Per il momento il giovane Andrej porta a casa un titolo importante conquistato lottando contro avversari ostici come il mai banale Albano Olivetti, superato al primo turno 6-4 7-6 prima di affrontare in un curioso derby di promesse russe il classe ’96 Karen Khachanov superato 7-6 7-5 e poi lo slovacco Lukas Lacko piegato ai quarti di finale in tre set. Una prova del nove per la settimana di Rublëv sarebbe potuta arrivare già in semifinale dove ad attenderlo c’era un giocatore alquanto a suo agio sulle superfici veloci come Sergij Stakhovskij fermato però da uno strappo alla schiena subito in pieno riscaldamento. La finale contro Paul-Henry Mathieu, Rublëv l’ha conquistata in rimonta dopo un primo set perso al tie-break confermando un mood di tutta la settimana che l’ha visto arrivare spesso al tie-break e vincere i match in rimonta, entrambi elementi plausibili in un torneo dalle condizioni indoor dove strappare il servizio non è mai banale ma entrambi elementi da tenere sotto controllo per il futuro.

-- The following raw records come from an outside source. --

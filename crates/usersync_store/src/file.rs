//! File-based user store for persistent storage.

use crate::error::{StoreError, StoreResult};
use crate::store::LocalUserStore;
use parking_lot::RwLock;
use serde::{Deserialize, Serialize};
use std::collections::BTreeMap;
use std::fs::{self, File, OpenOptions};
use std::io::Write;
use std::path::{Path, PathBuf};
use usersync_protocol::{UserId, UserRecord};

/// Version written into every store file.
pub const FILE_FORMAT_VERSION: u32 = 1;

#[derive(Deserialize)]
struct StoreDocument {
    version: u32,
    users: Vec<UserRecord>,
}

#[derive(Serialize)]
struct StoreDocumentRef<'a> {
    version: u32,
    users: Vec<&'a UserRecord>,
}

/// A file-based user store.
///
/// The whole user table is one JSON document:
///
/// ```text
/// { "version": 1,
///   "users": [ { "id": 1, "email": "...", "first_name": "...",
///                "last_name": "...", "avatar": "...",
///                "created_at": 1700000000000 } ] }
/// ```
///
/// `created_at` is stored as integer epoch milliseconds.
///
/// # Durability
///
/// Every mutation writes the full document to a sibling temp file, syncs
/// it, and renames it over the store file. A crash leaves either the old or
/// the new document, never a mix.
///
/// The cost of a write grows with the table: inserting N users one at a
/// time rewrites and syncs N documents, O(N²) bytes in total. This suits
/// directory-sized tables (a few thousand users); larger sets want a store
/// with incremental writes.
///
/// # Thread Safety
///
/// The in-memory copy is only replaced after the new document is on disk,
/// under the write lock, so readers see each write completely or not at all.
///
/// # Example
///
/// ```no_run
/// use usersync_store::{FileUserStore, LocalUserStore};
/// use std::path::Path;
///
/// let store = FileUserStore::open(Path::new("users.json")).unwrap();
/// println!("{} users", store.len().unwrap());
/// ```
#[derive(Debug)]
pub struct FileUserStore {
    path: PathBuf,
    users: RwLock<BTreeMap<UserId, UserRecord>>,
}

impl FileUserStore {
    /// Opens or creates a store file at the given path.
    ///
    /// If the file exists its contents are loaded. If it doesn't exist, an
    /// empty document is written.
    ///
    /// # Errors
    ///
    /// Returns an error if the file cannot be read or written, or
    /// [`StoreError::Corrupted`] if its contents are not a valid store.
    pub fn open(path: &Path) -> StoreResult<Self> {
        let users = if path.exists() {
            Self::load(path)?
        } else {
            BTreeMap::new()
        };

        let store = Self {
            path: path.to_path_buf(),
            users: RwLock::new(users),
        };

        if !path.exists() {
            store.persist(&store.users.read())?;
        }

        Ok(store)
    }

    /// Opens or creates a store, creating parent directories if needed.
    ///
    /// # Errors
    ///
    /// Returns an error if directories cannot be created or the store cannot be opened.
    pub fn open_with_create_dirs(path: &Path) -> StoreResult<Self> {
        if let Some(parent) = path.parent() {
            fs::create_dir_all(parent)?;
        }
        Self::open(path)
    }

    /// Returns the path to the store file.
    #[must_use]
    pub fn path(&self) -> &Path {
        &self.path
    }

    fn load(path: &Path) -> StoreResult<BTreeMap<UserId, UserRecord>> {
        let bytes = fs::read(path)?;
        if bytes.iter().all(u8::is_ascii_whitespace) {
            return Ok(BTreeMap::new());
        }

        let document: StoreDocument = serde_json::from_slice(&bytes)
            .map_err(|e| StoreError::Corrupted(format!("{}: {}", path.display(), e)))?;

        if document.version != FILE_FORMAT_VERSION {
            return Err(StoreError::Corrupted(format!(
                "unsupported store version {} (expected {})",
                document.version, FILE_FORMAT_VERSION
            )));
        }

        let mut users = BTreeMap::new();
        for user in document.users {
            let id = user.id;
            if users.insert(id, user).is_some() {
                return Err(StoreError::Corrupted(format!("duplicate user id {}", id)));
            }
        }

        tracing::debug!(path = %path.display(), users = users.len(), "loaded user store");
        Ok(users)
    }

    fn temp_path(&self) -> PathBuf {
        let mut name = self
            .path
            .file_name()
            .map(|n| n.to_os_string())
            .unwrap_or_default();
        name.push(".tmp");
        self.path.with_file_name(name)
    }

    fn persist(&self, users: &BTreeMap<UserId, UserRecord>) -> StoreResult<()> {
        let document = StoreDocumentRef {
            version: FILE_FORMAT_VERSION,
            users: users.values().collect(),
        };
        let bytes = serde_json::to_vec_pretty(&document)
            .map_err(|e| StoreError::Corrupted(format!("failed to encode store: {}", e)))?;

        let temp = self.temp_path();
        {
            let mut file = OpenOptions::new()
                .write(true)
                .create(true)
                .truncate(true)
                .open(&temp)?;
            file.write_all(&bytes)?;
            file.sync_all()?;
        }
        fs::rename(&temp, &self.path)?;

        if let Some(parent) = self.path.parent().filter(|p| !p.as_os_str().is_empty()) {
            // Directory fsync is best effort; not every platform allows opening a directory.
            if let Ok(dir) = File::open(parent) {
                let _ = dir.sync_all();
            }
        }

        tracing::debug!(path = %self.path.display(), users = users.len(), "persisted user store");
        Ok(())
    }

    /// Applies `change` to a copy of the table, persists it, then publishes it.
    fn mutate<F>(&self, change: F) -> StoreResult<()>
    where
        F: FnOnce(&mut BTreeMap<UserId, UserRecord>) -> StoreResult<()>,
    {
        let mut users = self.users.write();
        let mut next = users.clone();
        change(&mut next)?;
        self.persist(&next)?;
        *users = next;
        Ok(())
    }
}

impl LocalUserStore for FileUserStore {
    fn get_all(&self) -> StoreResult<Vec<UserRecord>> {
        Ok(self.users.read().values().cloned().collect())
    }

    fn get_by_id(&self, id: UserId) -> StoreResult<Option<UserRecord>> {
        Ok(self.users.read().get(&id).cloned())
    }

    fn insert(&self, user: &UserRecord) -> StoreResult<()> {
        self.mutate(|users| {
            users.insert(user.id, user.clone());
            Ok(())
        })
    }

    fn update(&self, user: &UserRecord) -> StoreResult<()> {
        self.mutate(|users| match users.get_mut(&user.id) {
            Some(existing) => {
                *existing = user.clone();
                Ok(())
            }
            None => Err(StoreError::NotFound(user.id)),
        })
    }

    fn delete(&self, user: &UserRecord) -> StoreResult<()> {
        self.mutate(|users| {
            users
                .remove(&user.id)
                .map(|_| ())
                .ok_or(StoreError::NotFound(user.id))
        })
    }

    fn len(&self) -> StoreResult<usize> {
        Ok(self.users.read().len())
    }

    fn max_id(&self) -> StoreResult<Option<UserId>> {
        Ok(self.users.read().keys().next_back().copied())
    }
}

#[cfg(test)]
mod tests {
    use super::*;
    use tempfile::tempdir;
    use usersync_protocol::Timestamp;

    fn user(id: u64, first: &str) -> UserRecord {
        UserRecord::new(
            UserId::new(id),
            format!("{}@example.com", first.to_lowercase()),
            first,
            "Test",
            format!("https://img/{id}.png"),
            Timestamp::from_millis(1_700_000_000_000 + id as i64),
        )
    }

    #[test]
    fn file_create_new() {
        let dir = tempdir().unwrap();
        let path = dir.path().join("users.json");

        let store = FileUserStore::open(&path).unwrap();
        assert_eq!(store.len().unwrap(), 0);
        assert!(path.exists());
    }

    #[test]
    fn file_insert_and_get() {
        let dir = tempdir().unwrap();
        let store = FileUserStore::open(&dir.path().join("users.json")).unwrap();

        store.insert(&user(1, "Ann")).unwrap();
        store.insert(&user(2, "Bob")).unwrap();

        assert_eq!(store.get_by_id(UserId::new(2)).unwrap(), Some(user(2, "Bob")));
        assert_eq!(store.get_all().unwrap().len(), 2);
    }

    #[test]
    fn file_persistence() {
        let dir = tempdir().unwrap();
        let path = dir.path().join("users.json");

        {
            let store = FileUserStore::open(&path).unwrap();
            store.insert(&user(1, "Ann")).unwrap();
            store.insert(&user(5, "Eve")).unwrap();
            let mut edited = user(5, "Eve");
            edited.first_name = "Evelyn".into();
            store.update(&edited).unwrap();
        }

        {
            let store = FileUserStore::open(&path).unwrap();
            let users = store.get_all().unwrap();
            assert_eq!(users.len(), 2);
            assert_eq!(users[1].first_name, "Evelyn");
            assert_eq!(
                users[1].created_at,
                Timestamp::from_millis(1_700_000_000_005)
            );
        }
    }

    #[test]
    fn file_each_insert_is_durable_on_its_own() {
        let dir = tempdir().unwrap();
        let path = dir.path().join("users.json");
        let store = FileUserStore::open(&path).unwrap();

        for id in 1..=3 {
            store.insert(&user(id, "Ann")).unwrap();
            let on_disk = FileUserStore::open(&path).unwrap();
            assert_eq!(on_disk.len().unwrap(), id as usize);
            assert_eq!(on_disk.max_id().unwrap(), Some(UserId::new(id)));
        }
    }

    #[test]
    fn file_schema_uses_epoch_millis() {
        let dir = tempdir().unwrap();
        let path = dir.path().join("users.json");
        let store = FileUserStore::open(&path).unwrap();
        store.insert(&user(3, "Cy")).unwrap();

        let json: serde_json::Value = serde_json::from_slice(&fs::read(&path).unwrap()).unwrap();
        assert_eq!(json["version"], FILE_FORMAT_VERSION);
        assert_eq!(json["users"][0]["id"], 3);
        assert_eq!(json["users"][0]["created_at"], 1_700_000_000_003_i64);
    }

    #[test]
    fn file_update_missing_fails_without_writing() {
        let dir = tempdir().unwrap();
        let path = dir.path().join("users.json");
        let store = FileUserStore::open(&path).unwrap();
        store.insert(&user(1, "Ann")).unwrap();
        let before = fs::read(&path).unwrap();

        assert!(matches!(
            store.update(&user(2, "Bob")),
            Err(StoreError::NotFound(_))
        ));
        assert_eq!(fs::read(&path).unwrap(), before);
    }

    #[test]
    fn file_delete() {
        let dir = tempdir().unwrap();
        let path = dir.path().join("users.json");
        let store = FileUserStore::open(&path).unwrap();
        store.insert(&user(1, "Ann")).unwrap();
        store.delete(&user(1, "Ann")).unwrap();

        assert!(store.is_empty().unwrap());
        assert!(matches!(
            store.delete(&user(1, "Ann")),
            Err(StoreError::NotFound(_))
        ));
        assert!(FileUserStore::open(&path).unwrap().is_empty().unwrap());
    }

    #[test]
    fn file_corrupted_contents() {
        let dir = tempdir().unwrap();
        let path = dir.path().join("users.json");
        fs::write(&path, b"{ not json").unwrap();

        assert!(matches!(
            FileUserStore::open(&path),
            Err(StoreError::Corrupted(_))
        ));
    }

    #[test]
    fn file_unknown_version() {
        let dir = tempdir().unwrap();
        let path = dir.path().join("users.json");
        fs::write(&path, br#"{"version": 99, "users": []}"#).unwrap();

        assert!(matches!(
            FileUserStore::open(&path),
            Err(StoreError::Corrupted(_))
        ));
    }

    #[test]
    fn file_duplicate_ids_rejected() {
        let dir = tempdir().unwrap();
        let path = dir.path().join("users.json");
        let row = r#"{"id":1,"email":"","first_name":"A","last_name":"B","avatar":"","created_at":0}"#;
        fs::write(&path, format!(r#"{{"version":1,"users":[{row},{row}]}}"#)).unwrap();

        assert!(matches!(
            FileUserStore::open(&path),
            Err(StoreError::Corrupted(_))
        ));
    }

    #[test]
    fn file_empty_file_is_empty_store() {
        let dir = tempdir().unwrap();
        let path = dir.path().join("users.json");
        fs::write(&path, b"").unwrap();

        let store = FileUserStore::open(&path).unwrap();
        assert!(store.is_empty().unwrap());
    }

    #[test]
    fn file_create_with_dirs() {
        let dir = tempdir().unwrap();
        let path = dir.path().join("nested").join("path").join("users.json");

        let store = FileUserStore::open_with_create_dirs(&path).unwrap();
        assert_eq!(store.len().unwrap(), 0);
        assert_eq!(store.path(), path);
        assert!(path.exists());
    }

    #[test]
    fn file_leaves_no_temp_file() {
        let dir = tempdir().unwrap();
        let path = dir.path().join("users.json");
        let store = FileUserStore::open(&path).unwrap();
        store.insert(&user(1, "Ann")).unwrap();

        assert!(!dir.path().join("users.json.tmp").exists());
    }
}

La vittoria in un challenger, seppur competitivo come quello di Quimper, non dev’essere il tempo per fermarsi in baccanali e trionfalismi, ma deve dare il la a un percorso coerente dove i risultati non arrivino inaspettati ma come frutto di programmazione e sviluppo. Non è certamente vero quanto abbiamo riportato a inizio articolo, non è vero che il treno è già passato, ma per restare aggrappato alla scia di settimane come questa di Quimper ne serviranno in successione al giovane Rublëv per prendersi il posto che merita.